Услышав звук ключа в замке, я вышел в коридор, чтобы встретить Настю, как она встретила меня двадцать минут назад. У неё в руках был торт и коробка со свечками.

– Не успел заскучать?

– Ни в коем случае.

Я принял из её рук торт, и мы вместе вернулись в кухню. Когда торт был украшен семнадцатью зажжёнными свечками, Настя выключила свет в кухне и спросила:

– Ты подумал, чего хочешь больше всего на свете?

«Я хочу быть с ней вместе до последнего вздоха», – подумал я и разом задул все свечи.

– С днём рождения! – услышал я в темноте её голос прямо у своего уха.

Она дотронулась рукой до моей щеки затем нежно соскользнула по шее на плечо и прижалась ко мне всем телом. Лишь через несколько секунд до меня дошло, что я целую её – Её!

Я мог бы ещё многое рассказать о том вечере, о том счастье, искрившемся в синих глазах, о том, с каким восторгом раздавался каждый удар в моём сердце, о том, как сладко разливался её голос в пространстве Вселенной, о том, как мы лишь через три часа добрались до торта и с каким варварским упоением наслаждались им, кормя друг друга, но достаточно лишь того, что этот день рождения навсегда останется лучшим днём рождения в моей жизни.



Когда я проснулся, мне долго не хотелось открывать глаза: я боялся увидеть стены своей комнаты на Светлогорском проезде и обнаружить, что всё случившееся было не более чем просто сном. Я немного повернулся на подушке и почувствовал боль в лице, дотронулся до него и нащупал сильный отёк.

Значит, меня всё-таки вчера избили! Какое счастье я испытал от осознания того, что это случилось на самом деле, ведь если это произошло, то было и всё остальное! Открыв глаза, я обнаружил себя в Настиной спальне.

Затем я почувствовал, как по моей спине волнами растекается тепло, – это она провела рукой. Мне стало стыдно оттого, что я позволил себе спать к ней спиной. В конце концов, это наша первая ночь, – я должен был заснуть, обнимая её, а вместо этого…

– Доброе утро! – эти слова, нежно слетевшие с её губ над моим ухом, моментально разбили все границы должного и присталого, отвергли представления об идеальном и переживания о том, что реальность ему не соответствует, в этих её словах все условности растворились и сделалось совершенно неважно, какой стороной я спал к ней: сейчас она – такая нежная и такая светлая – была рядом; могло ли что-то ещё иметь значение в этот момент?

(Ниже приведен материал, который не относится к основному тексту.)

//! Tenant-owned record type.
//!
//! [`StoredRecord`] wraps arbitrary JSON content with the persistence
//! metadata the enforcement engine needs: the record's type and ID, the
//! owning tenant, a version counter, and timestamps.

use chrono::{DateTime, Utc};
use serde::{Deserialize, Serialize};
use serde_json::{Map, Value};

use crate::tenant::TenantId;

/// A record owned by exactly one tenant.
///
/// The owning tenant is set at creation and is immutable: there is no
/// setter, and reassigning ownership is not a supported operation. Every
/// read or write of a stored record through [`RecordStorage`] passes the
/// scope policy or the access guard.
///
/// [`RecordStorage`]: crate::store::RecordStorage
#[derive(Debug, Clone, Serialize, Deserialize)]
pub struct StoredRecord {
    /// The record type (e.g. "users").
    record_type: String,

    /// The record's logical ID.
    id: String,

    /// The tenant that owns this record. Immutable.
    tenant_id: TenantId,

    /// The record content as JSON.
    content: Value,

    /// Version counter, incremented on every committed mutation.
    version: u64,

    /// When the record was first created.
    created_at: DateTime<Utc>,

    /// When the record was last modified.
    last_modified: DateTime<Utc>,
}

impl StoredRecord {
    /// Creates a new record at version 1, owned by `tenant_id`.
    pub fn new(
        record_type: impl Into<String>,
        id: impl Into<String>,
        tenant_id: TenantId,
        content: Value,
    ) -> Self {
        let now = Utc::now();
        Self {
            record_type: record_type.into(),
            id: id.into(),
            tenant_id,
            content,
            version: 1,
            created_at: now,
            last_modified: now,
        }
    }

    /// Returns the record type.
    pub fn record_type(&self) -> &str {
        &self.record_type
    }

    /// Returns the record's logical ID.
    pub fn id(&self) -> &str {
        &self.id
    }

    /// Returns the owning tenant.
    pub fn tenant_id(&self) -> &TenantId {
        &self.tenant_id
    }

    /// Returns the record content.
    pub fn content(&self) -> &Value {
        &self.content
    }

    /// Returns the version counter.
    pub fn version(&self) -> u64 {
        self.version
    }

    /// Returns when the record was created.
    pub fn created_at(&self) -> DateTime<Utc> {
        self.created_at
    }

    /// Returns when the record was last modified.
    pub fn last_modified(&self) -> DateTime<Utc> {
        self.last_modified
    }

    /// Replaces the whole content, bumping version and timestamp.
    pub(crate) fn replace_content(&mut self, content: Value) {
        self.content = content;
        self.version += 1;
        self.last_modified = Utc::now();
    }

    /// Merges the given fields into the content (shallow, field-level),
    /// bumping version and timestamp.
    ///
    /// Non-object content is promoted to an object first so a field-level
    /// update always lands.
    pub(crate) fn merge_fields(&mut self, fields: &Map<String, Value>) {
        if !self.content.is_object() {
            self.content = Value::Object(Map::new());
        }
        if let Some(object) = self.content.as_object_mut() {
            for (key, value) in fields {
                object.insert(key.clone(), value.clone());
            }
        }
        self.version += 1;
        self.last_modified = Utc::now();
    }
}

Настя обладала удивительной способностью нивелировать любые переживания. Одной её улыбки было достаточно, чтобы превратить лютую стужу в сердце в солнечный майский день, любая ситуация в её присутствии превращалась в сказочное мгновение, достойное наслаждения.



Пару часов спустя, мы всё-таки нашли в себе силы встать. Она отправилась в душ, а я – варить кофе. Пока в ванной журчала вода, а в керамической турке на плите в кухне пузырилась чёрная гуща, я размышлял, что будет дальше.

Я твёрдо решил не возвращаться на Светлогорский проезд, но при этом мне некуда было пойти. Я был бы счастлив остаться здесь, однако я твёрдо решил, что не стану навязываться Насте и просить её об этом. В конце концов, с какой стати? Я и так напросился к ней в гости и остался у неё на ночь, и эта ночь стала лучшей ночью в моей жизни. Разумеется, я понимал, что после этого будет логично, если последует какое-то продолжение, однако я не решился бы заговорить с ней об этом и потому прикидывал, что буду делать. Возможно, несколько дней я перекантуюсь у дяди Гриши, возможно, и он не будет против, если я поживу у него какое-то время, но вся его жизнь ясно свидетельствовала о том, что он едва ли горит желанием впускать кого-то в неё. Потом, видимо, придётся некоторое время помотаться по впискам у друзей, хотя большинство из них живёт с родителями, за исключением Илюхи. У Илюхи, наверно, смогу пожить немного, но в любом случае нужно будет обзавестись жильём как можно скорее.

Когда Настя вышла из душа, я как раз разливал кофе в чашки. Войдя в кухню, она включила радио, наполнившее кухню аккордами гитары и голосом Марка Нофлера. Достав сигарету из пачки, Настя сделала глоток кофе и затем прикурила. Словно в такт её действиям, солист Dire Straits пропел:

Nicotine for breakfast just to put me right[5].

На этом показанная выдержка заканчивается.